NOTE: The solution should not be stored for more than 2 hours, as it will turn into a grenade. To stabilize the solution, mix it with a 5% solution of hydrochloric acid in a 1:1 ratio by volume.

7. Gently flush any remaining residue from the flask using distilled water. Rinse inside of flask with acetone.

Understanding: This demonstration is a tour de force presentation of the chemistry of complex ion formation, as well as a fascinating meeting of the inorganic and organic worlds that is best described as magical. The reactive solution is a mixture of soluble silver nitrate and ammonium hydroxide. It is prepared in a series of steps that reveal rich reactive chemistry of complex ion formation.

The initial solution contains silver nitrate and a small amount of ammonium hydroxide. As the ammonium hydroxide solution is added, the reactive solution first turns a muddy brown due to the formation of a silver(I) oxide precipitate

2 Ag⁺ (aq) + 2 OH^- (aq) → Ag₂O (s) + H₂O (l)

The ammonium hydroxide is a source of ammonia, as well as ammonium and hydroxide ions. Further addition of the ammonium hydroxide solution leads to the clarification of the solution through the formation of the colorless silver diammine complex ion

Ag₂O (s) + 4 NH₃ (aq) + H₂O (l) → 2 [Ag(NH₃)₂]⁺ (aq) + 2 OH^- (aq)

When potassium hydroxide is added to the reactive solution, the muddy brown precipitate miraculously reappears as the equilibrium of the formation of silver(I) oxide precipitate is pushed strongly toward the formation of product

2 [Ag(NH₃)₂]⁺ (aq) + 2 OH^- (aq) → Ag₂O (s) + 4 NH₃ (aq) + H₂O (l)

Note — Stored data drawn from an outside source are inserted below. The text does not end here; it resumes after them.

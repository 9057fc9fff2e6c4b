use chrono::NaiveDate;
use serde::Serialize;

use super::require_user;
use crate::db::{LogStore, Store};
use crate::error::AppResult;
use crate::models::sleep_log::SleepLog;
use crate::models::user::Targets;
use crate::models::weight_log::WeightLog;
use crate::scoring::{current_streak, longest_streak};

/// Rows per category shown on the dashboard.
pub const DASHBOARD_WINDOW: i64 = 7;

#[derive(Debug, Serialize)]
pub struct Dashboard {
    pub sleep: Vec<SleepLog>,
    pub weight: Vec<WeightLog>,
    pub targets: Targets,
}

#[derive(Debug, Clone, Copy, PartialEq, Eq, Serialize)]
pub struct StreakSummary {
    pub current: u32,
    pub longest: u32,
}

pub async fn dashboard(store: &dyn Store, telegram_id: i64) -> AppResult<Dashboard> {
    let user = require_user(store, telegram_id).await?;

    let (sleep, weight) = tokio::try_join!(
        store.recent_sleep(telegram_id, DASHBOARD_WINDOW),
        store.recent_weight(telegram_id, DASHBOARD_WINDOW),
    )?;

    Ok(Dashboard {
        sleep,
        weight,
        targets: Targets::from(&user),
    })
}

/// Streaks over the full sleep history, not just the dashboard window.
pub async fn streak(
    store: &dyn Store,
    telegram_id: i64,
    today: NaiveDate,
) -> AppResult<StreakSummary> {
    require_user(store, telegram_id).await?;

    let dates: Vec<NaiveDate> = store
        .all_sleep(telegram_id)
        .await?
        .iter()
        .map(|log| log.log_date)
        .collect();

    Ok(StreakSummary {
        current: current_streak(&dates, today),
        longest: longest_streak(&dates),
    })
}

But further addition of the potassium hydroxide to the reactive solution causes the muddy brown precipitate to disappear AGAIN! To understand this last step, we recall that the original solution contained silver nitrate and ammonium hydroxide. The addition of vast quantities of hydroxide ion to the solution pushes the solution to become increasingly basic, titrating the ammonium ion in solution and converting it to ammonia

NH₄⁺ (aq) + OH^- (aq) → NH₃ (aq) + H₂O (l)

The rising ammonia concentration pushes the equilibrium of the formation of silver diammine complex ion toward product. That is the final step in the preparation of the reactive solution.

The Tollen's Test for the presence of organic aldehyde in solution exploits the redox chemistry of the argentous ion. In acidic solution, glucose, C₆H₁₂O₆, assumes a linear chain form with a terminal aldehyde group, CHO. The addition of glucose and acid to the basic solution of the silver diammine complex ion leads to an oxidation reaction that converts the terminal aldehyde group of glucose to a carboxylic acid group

(C₅H₁₁O₅)-CHO (aq) + 2 OH^- (aq) ↔ (C₅H₁₁O₅)-COOH (aq) + H₂O (l) + 2 e^-

This oxidation is coupled to the reduction of the argentous ion to metallic silver

[Ag(NH₃)₂]⁺ (aq) + e^- → Ag (s) + 2 NH₃ (aq)

Overall, the reaction can be represented by the balanced equation

(C₅H₁₁O₅)-CHO (aq) + 2[Ag(NH₃)₂]⁺ (aq) + 2 OH^- (aq) ↔ (C₅H₁₁O₅)-COOH (aq) + 2 Ag (s) + 4 NH₃ (aq) + H₂O (l)

The addition of the developing solution to the reactive solution leads to the immediate reformation of the brown precipitate of silver(I) oxide, Ag₂O. As the flask is swirled, the reduction of the silver ion occurs. The metallic silver leaves the solution, depositing on the flask surface to magically transform the clear glass to a shining mirror. The silvering of the flask indicates the presence of reactive aldehyde in the solution.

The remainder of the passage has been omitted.